Data for review section start

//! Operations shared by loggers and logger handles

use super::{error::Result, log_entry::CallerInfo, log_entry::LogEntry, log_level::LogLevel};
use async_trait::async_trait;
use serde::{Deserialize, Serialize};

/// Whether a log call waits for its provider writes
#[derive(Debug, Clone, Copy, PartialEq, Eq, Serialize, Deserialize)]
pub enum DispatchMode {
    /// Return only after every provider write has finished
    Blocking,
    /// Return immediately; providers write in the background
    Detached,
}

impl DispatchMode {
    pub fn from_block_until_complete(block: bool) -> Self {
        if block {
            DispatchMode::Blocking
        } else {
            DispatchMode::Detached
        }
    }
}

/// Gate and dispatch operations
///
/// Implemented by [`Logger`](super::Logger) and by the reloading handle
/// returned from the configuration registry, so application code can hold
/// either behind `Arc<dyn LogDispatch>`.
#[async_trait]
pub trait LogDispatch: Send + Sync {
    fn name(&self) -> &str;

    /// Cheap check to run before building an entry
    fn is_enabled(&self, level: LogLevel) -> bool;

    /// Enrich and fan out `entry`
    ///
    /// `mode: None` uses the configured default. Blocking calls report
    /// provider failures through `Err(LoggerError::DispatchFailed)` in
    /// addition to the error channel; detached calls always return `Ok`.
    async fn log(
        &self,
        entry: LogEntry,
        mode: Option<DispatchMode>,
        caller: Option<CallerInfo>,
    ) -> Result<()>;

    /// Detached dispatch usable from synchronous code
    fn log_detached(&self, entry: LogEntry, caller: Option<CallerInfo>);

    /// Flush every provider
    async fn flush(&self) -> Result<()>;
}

Data for review section end

__Task item__: Give all the lines above again, exactly.

__Reply to the task__:
//! Operations shared by loggers and logger handles

use super::{error::Result, log_entry::CallerInfo, log_entry::LogEntry, log_level::LogLevel};
use async_trait::async_trait;
use serde::{Deserialize, Serialize};

/// Whether a log call waits for its provider writes
#[derive(Debug, Clone, Copy, PartialEq, Eq, Serialize, Deserialize)]
pub enum DispatchMode {
    /// Return only after every provider write has finished
    Blocking,
    /// Return immediately; providers write in the background
    Detached,
}

impl DispatchMode {
    pub fn from_block_until_complete(block: bool) -> Self {
        if block {
            DispatchMode::Blocking
        } else {
            DispatchMode::Detached
        }
    }
}

/// Gate and dispatch operations
///
/// Implemented by [`Logger`](super::Logger) and by the reloading handle
/// returned from the configuration registry, so application code can hold
/// either behind `Arc<dyn LogDispatch>`.
#[async_trait]
pub trait LogDispatch: Send + Sync {
    fn name(&self) -> &str;

    /// Cheap check to run before building an entry
    fn is_enabled(&self, level: LogLevel) -> bool;

    /// Enrich and fan out `entry`
    ///
    /// `mode: None` uses the configured default. Blocking calls report
    /// provider failures through `Err(LoggerError::DispatchFailed)` in
    /// addition to the error channel; detached calls always return `Ok`.
    async fn log(
        &self,
        entry: LogEntry,
        mode: Option<DispatchMode>,
        caller: Option<CallerInfo>,
    ) -> Result<()>;

    /// Detached dispatch usable from synchronous code
    fn log_detached(&self, entry: LogEntry, caller: Option<CallerInfo>);

    /// Flush every provider
    async fn flush(&self) -> Result<()>;
}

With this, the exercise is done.